So Will Obama Rescue Clinton?

Barack Obama has been cagey about which Democratic candidate he would like to succeed him. But his aides are not so taciturn. Jonathan Ernst/Reuters

When Bernie Sanders took to the podium on Tuesday night to make his victory speech, he was taking no prisoners. "The people of New Hampshire have sent a profound message to the political establishment, to the economic establishment and by the way, to the media establishment," Sanders said.

The Vermonter offered his usual litany of proposals: national health care that would replace Obamacare, a rejection of trade deals, a promise to break up big banks. In other words, he challenged some of the basic tenets of the Obama presidency even as he offered some praise for Obama. The question for the White House is what to do now.

Obama has been officially neutral in the Democratic race for president, a position that's in keeping with many second-term presidents. In 1988, Ronald Reagan declined to endorse his own vice president, George H.W. Bush, until he'd cleared the primary field. In 2008, George W. Bush stayed neutral. Bill Clinton was the exception, endorsing Al Gore's 2000 White House bid.

Staying neutral has allowed Obama to manage with his close relationship with Vice President Joe Biden, who took months to decide whether to run for president following the death of his son Beau in 2015. After Biden declined to run in October, Obama put his thumb not so gently on the scale for Hillary Clinton.

In an interview with Politico in January, Obama sent a clear message that he preferred his secretary of state over a Democratic socialist who had the audacity to encourage challengers to Obama in 2012. He lavished praise on Clinton and made it clear how ready he thinks she is to be commander in chief. His praise of Sanders was less fulsome. No one thought Obama would ever back Sanders over Clinton, but his willingness to help Clinton showed that Obama, like other Democrats, saw Sanders coming on strong.

The sly interview allowed the president to help Clinton in a way that was oblique, and gentle. But now that Sanders has dealt a serious blow to Clinton's chances, many Democrats are wondering if Obama can afford to remain coy if he wants her to win.
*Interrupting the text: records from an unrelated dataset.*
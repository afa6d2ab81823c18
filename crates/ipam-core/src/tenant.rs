//! Caller identity
//!
//! The identity resolver outside this system decides who a caller is; this
//! module only carries the answer (organization memberships and superuser
//! standing) and can read it from environment variables for local use.

use crate::OrgId;
use serde::{Deserialize, Serialize};
use std::collections::BTreeSet;
use std::env;
use thiserror::Error;

/// Comma-separated organization ids the caller belongs to
pub const ORGANIZATIONS_ENV: &str = "IPAM_ORGANIZATIONS";
/// `1`/`true`/`yes` grants superuser standing
pub const SUPERUSER_ENV: &str = "IPAM_SUPERUSER";

/// Identity errors
#[derive(Error, Debug)]
pub enum IdentityError {
    /// Malformed superuser flag
    #[error("Invalid value for IPAM_SUPERUSER: {0}")]
    InvalidFlag(String),
}

/// Authenticated caller
#[derive(Debug, Clone, Default, PartialEq, Eq, Serialize, Deserialize)]
pub struct Caller {
    #[serde(default)]
    organizations: BTreeSet<OrgId>,
    #[serde(default)]
    superuser: bool,
}

impl Caller {
    /// Caller with access to every organization
    pub fn superuser() -> Self {
        Self {
            organizations: BTreeSet::new(),
            superuser: true,
        }
    }

    /// Regular caller belonging to the given organizations
    pub fn member_of<I, O>(organizations: I) -> Self
    where
        I: IntoIterator<Item = O>,
        O: Into<OrgId>,
    {
        Self {
            organizations: organizations.into_iter().map(Into::into).collect(),
            superuser: false,
        }
    }

    /// Read the caller from `IPAM_ORGANIZATIONS` and `IPAM_SUPERUSER`
    pub fn from_env() -> Result<Self, IdentityError> {
        Self::from_values(
            env::var(ORGANIZATIONS_ENV).ok().as_deref(),
            env::var(SUPERUSER_ENV).ok().as_deref(),
        )
    }

    /// Build a caller from raw organization list and superuser flag values
    pub fn from_values(
        organizations: Option<&str>,
        superuser: Option<&str>,
    ) -> Result<Self, IdentityError> {
        let organizations = organizations
            .unwrap_or_default()
            .split(',')
            .map(str::trim)
            .filter(|org| !org.is_empty())
            .map(OrgId::from)
            .collect();

        let superuser = match superuser.map(|s| s.trim().to_ascii_lowercase()) {
            None => false,
            Some(flag) => match flag.as_str() {
                "" | "0" | "false" | "no" => false,
                "1" | "true" | "yes" => true,
                _ => return Err(IdentityError::InvalidFlag(flag)),
            },
        };

        Ok(Self {
            organizations,
            superuser,
        })
    }

    /// Grant or drop superuser standing
    pub fn with_superuser(mut self, superuser: bool) -> Self {
        self.superuser = superuser;
        self
    }

    pub fn is_superuser(&self) -> bool {
        self.superuser
    }

    pub fn organizations(&self) -> &BTreeSet<OrgId> {
        &self.organizations
    }

    /// The caller's only organization, if it belongs to exactly one
    ///
    /// Front ends use it when a request names no owner.
    pub fn default_organization(&self) -> Option<OrgId> {
        match self.organizations.len() {
            1 => self.organizations.iter().next().cloned(),
            _ => None,
        }
    }

    /// Check membership in an organization
    pub fn is_member(&self, organization: &OrgId) -> bool {
        self.organizations.contains(organization)
    }

    /// Check access to data owned by `organization`
    ///
    /// Globally shared data (`None`) is reserved to superusers.
    pub fn can_access(&self, organization: Option<&OrgId>) -> bool {
        self.superuser || organization.is_some_and(|org| self.is_member(org))
    }
}
//! Instruction memory
//!
//! Read-only word store addressed by byte pc: word index = pc / 4. Every
//! fetch checks alignment and bounds before touching the buffer.

use crate::error::{Result, RuntimeError};
use rv32_spec::{Program, INSTRUCTION_SIZE};

#[derive(Debug, Clone, PartialEq, Eq)]
pub struct InstructionMemory {
    words: Vec<u32>,
}

impl InstructionMemory {
    /// Wrap an already validated program
    pub fn new(program: Program) -> Self {
        Self {
            words: program.code,
        }
    }

    /// Validate and load a raw little-endian image
    pub fn load(bytes: &[u8]) -> Result<Self> {
        Ok(Self::new(Program::from_bytes(bytes)?))
    }

    /// Fetch the instruction word at byte address `pc`
    pub fn fetch_word(&self, pc: u32) -> Result<u32> {
        if pc % INSTRUCTION_SIZE != 0 {
            return Err(RuntimeError::MisalignedPc { pc });
        }
        let index = (pc / INSTRUCTION_SIZE) as usize;
        self.words
            .get(index)
            .copied()
            .ok_or(RuntimeError::OutOfBounds { pc })
    }

    /// Number of instruction words
    #[inline]
    pub fn len(&self) -> usize {
        self.words.len()
    }

    #[inline]
    pub fn is_empty(&self) -> bool {
        self.words.is_empty()
    }

    /// One past the last valid byte address
    #[inline]
    pub fn end_address(&self) -> u64 {
        self.words.len() as u64 * INSTRUCTION_SIZE as u64
    }
}

impl From<Program> for InstructionMemory {
    fn from(program: Program) -> Self {
        Self::new(program)
    }
}
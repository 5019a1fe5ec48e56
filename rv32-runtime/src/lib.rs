//! # RV32 Runtime
//!
//! Fetch-decode-execute interpreter for a subset of the RV32I base integer
//! instruction set.
//!
//! ## Features
//!
//! - **32 registers**: x0-x31 with `x0` hardwired to zero
//! - **Byte-addressed pc**: instructions are fetched at `pc / 4`
//! - **Integer ISA**: LUI, AUIPC, OP-IMM, OP, branches, JAL, JALR
//! - **Halting**: ECALL, an optional step budget, or an external cancel flag
//!
//! ## Example
//!
//! ```rust
//! use rv32_runtime::{VM, VMConfig, HaltReason};
//! use rv32_spec::{Program, Register};
//!
//! // lui t0, 0x1 ; ecall
//! let program = Program::new(vec![0x000012B7, 0x00000073]);
//! let result = VM::new(program, VMConfig::default()).run().unwrap();
//!
//! assert_eq!(result.halt_reason, HaltReason::Ecall);
//! assert_eq!(result.registers.get(Register::T0), 0x1000);
//! ```

pub mod error;
pub mod state;
pub mod memory;
pub mod execute;
pub mod vm;

pub use state::{HaltReason, RegisterFile, RegisterSnapshot};
pub use memory::InstructionMemory;
pub use execute::execute;
pub use vm::{VM, VMConfig, ExecutionResult};
pub use error::RuntimeError;

/// Simple execution helper
///
/// Runs a program to completion with the default configuration.
pub fn run(program: rv32_spec::Program) -> Result<ExecutionResult, RuntimeError> {
    VM::new(program, VMConfig::default()).run()
}
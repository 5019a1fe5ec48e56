//! `rv32`: load a raw RV32 program image and run it to completion.

mod dump;

use std::path::PathBuf;

use anyhow::{Context, Result};
use clap::Parser;
use rv32_runtime::{HaltReason, VMConfig, VM};
use rv32_spec::Program;
use tracing_subscriber::EnvFilter;

#[derive(Parser)]
#[clap(name = "rv32", version, about = "Run a raw little-endian RV32 program image")]
struct Args {
    /// Path to the program image
    #[clap(value_name = "IMAGE")]
    image: PathBuf,

    /// Stop after this many instructions
    #[clap(long, value_name = "N")]
    max_steps: Option<u64>,

    /// Log every executed instruction to stderr
    #[clap(long)]
    trace: bool,

    /// Print the final registers as JSON
    #[clap(long, conflicts_with = "disasm")]
    json: bool,

    /// Print a disassembly listing instead of executing
    #[clap(long)]
    disasm: bool,
}

fn init_logging(trace: bool) {
    let default = if trace { "warn,rv32_runtime=trace" } else { "warn" };
    let filter = EnvFilter::try_from_default_env().unwrap_or_else(|_| EnvFilter::new(default));

    tracing_subscriber::fmt()
        .with_env_filter(filter)
        .with_writer(std::io::stderr)
        .with_target(false)
        .init();
}

fn main() -> Result<()> {
    let args = Args::parse();
    init_logging(args.trace);

    let program = Program::from_file(&args.image)
        .with_context(|| format!("failed to load program image {}", args.image.display()))?;
    tracing::debug!(image = %args.image.display(), "loaded {}", program);

    if args.disasm {
        print!("{}", rv32_disassembler::disassemble(&program));
        return Ok(());
    }

    let config = VMConfig {
        max_steps: args.max_steps,
    };
    let result = VM::new(program, config)
        .run()
        .context("execution failed")?;

    if result.halt_reason != HaltReason::Ecall {
        tracing::warn!(steps = result.steps, "stopped before ecall: {}", result.halt_reason);
    }

    if args.json {
        println!("{}", serde_json::to_string_pretty(&result)?);
    } else {
        print!("{}", dump::render(&result.registers));
    }

    Ok(())
}
//! # RV32 Major Opcodes
//!
//! The primary opcode field occupies bits 0-6 of every instruction word.
//! Instructions sharing a major opcode are told apart by funct3 (bits 12-14)
//! and funct7 (bits 25-31).
//!
//! | Opcode    | Value | Family                                   |
//! |-----------|-------|------------------------------------------|
//! | `LUI`     | 0x37  | load upper immediate                     |
//! | `AUIPC`   | 0x17  | add upper immediate to pc                |
//! | `JAL`     | 0x6F  | jump and link                            |
//! | `JALR`    | 0x67  | jump and link register                   |
//! | `BRANCH`  | 0x63  | conditional branches                     |
//! | `OP-IMM`  | 0x13  | register-immediate ALU                   |
//! | `OP`      | 0x33  | register-register ALU                    |
//! | `SYSTEM`  | 0x73  | environment call                         |

use serde::{Deserialize, Serialize};

/// Major opcode (7 bits)
#[repr(u8)]
#[derive(Clone, Copy, Debug, PartialEq, Eq, Hash, Serialize, Deserialize)]
pub enum Opcode {
    /// LUI: rd = imm << 12
    Lui = 0x37,
    /// AUIPC: rd = pc + (imm << 12)
    Auipc = 0x17,
    /// JAL: rd = pc + 4; pc += offset
    Jal = 0x6F,
    /// JALR: rd = pc + 4; pc = (rs1 + imm) & !1
    Jalr = 0x67,
    /// BEQ, BNE, BLT, BGE, BLTU, BGEU
    Branch = 0x63,
    /// ADDI, SLTI, SLTIU, XORI, ORI, ANDI, SLLI, SRLI, SRAI
    OpImm = 0x13,
    /// ADD, SUB, SLL, SLT, SLTU, XOR, SRL, SRA, OR, AND
    Op = 0x33,
    /// ECALL (and anything else in the SYSTEM space)
    System = 0x73,
}

impl Opcode {
    /// Opcode width in bits
    pub const BITS: usize = 7;

    /// Opcode mask (0x7F for 7 bits)
    pub const MASK: u32 = 0x7F;

    /// Try to convert from u8
    pub fn from_u8(value: u8) -> Option<Self> {
        match value {
            0x37 => Some(Opcode::Lui),
            0x17 => Some(Opcode::Auipc),
            0x6F => Some(Opcode::Jal),
            0x67 => Some(Opcode::Jalr),
            0x63 => Some(Opcode::Branch),
            0x13 => Some(Opcode::OpImm),
            0x33 => Some(Opcode::Op),
            0x73 => Some(Opcode::System),
            _ => None,
        }
    }

    /// Convert to u8
    #[inline]
    pub const fn to_u8(self) -> u8 {
        self as u8
    }

    /// Extract opcode from 32-bit instruction word
    #[inline]
    pub fn from_instruction(instruction: u32) -> Option<Self> {
        Self::from_u8((instruction & Self::MASK) as u8)
    }

    /// Check if this opcode can redirect the program counter
    #[inline]
    pub const fn is_control_flow(self) -> bool {
        matches!(self, Opcode::Jal | Opcode::Jalr | Opcode::Branch)
    }
}

impl std::fmt::Display for Opcode {
    fn fmt(&self, f: &mut std::fmt::Formatter<'_>) -> std::fmt::Result {
        let name = match self {
            Opcode::Lui => "LUI",
            Opcode::Auipc => "AUIPC",
            Opcode::Jal => "JAL",
            Opcode::Jalr => "JALR",
            Opcode::Branch => "BRANCH",
            Opcode::OpImm => "OP-IMM",
            Opcode::Op => "OP",
            Opcode::System => "SYSTEM",
        };
        write!(f, "{}", name)
    }
}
Back in August, White House Press Secretary Josh Earnest said the president welcomed "a spirited race" but might well endorse a candidate during the primaries. One clue as to when the president might make a pick came when Earnest said Obama would vote in Illinois's March 15 primary. While he could vote in his home state's contest and not declare his pick, it would be awkward in the extreme. The question is whether the president should weigh in before the Illinois balloting next month and lend Clinton a hand.

The problem with an early endorsement is Obama's need to balance two competing concerns: his seeming desire to see Clinton win the nomination and his not wanting to have his political power diminished by backing a loser. Were Obama to endorse Clinton and she somehow loses a bunch of primaries, it would be a huge blow to the president. Even if she prevails, Obama must weigh whether he wants to be perceived as the voice of the establishment against a Sanders youth-driven campaign that echoes so many of the hope-and-change themes of his own 2008 bid.

For Clinton, a presidential endorsement could be an unalloyed boost. Her survival is dependent on minority voters sticking by her, and African-American Democrats are more overwhelmingly loyal to the president than even Democratic voters as a whole. If Obama were to endorse Clinton, he would make her life easier with these voters and, perhaps, stymie defections to Sanders.

Certainly, an Obama endorsement would help hold Democratic office holders in line for Clinton. Right now, Clinton has far more Democratic endorsements than Sanders. (For instance, in Vermont all of the leading Democrats in the state, such as the governor, Peter Shumlin, and other senator, Patrick Leahy, are backing Clinton.) If members of Congress who have remained on the sidelines see that Obama is with Hillary, they may be less likely to back Sanders, which is another blow she can ill afford.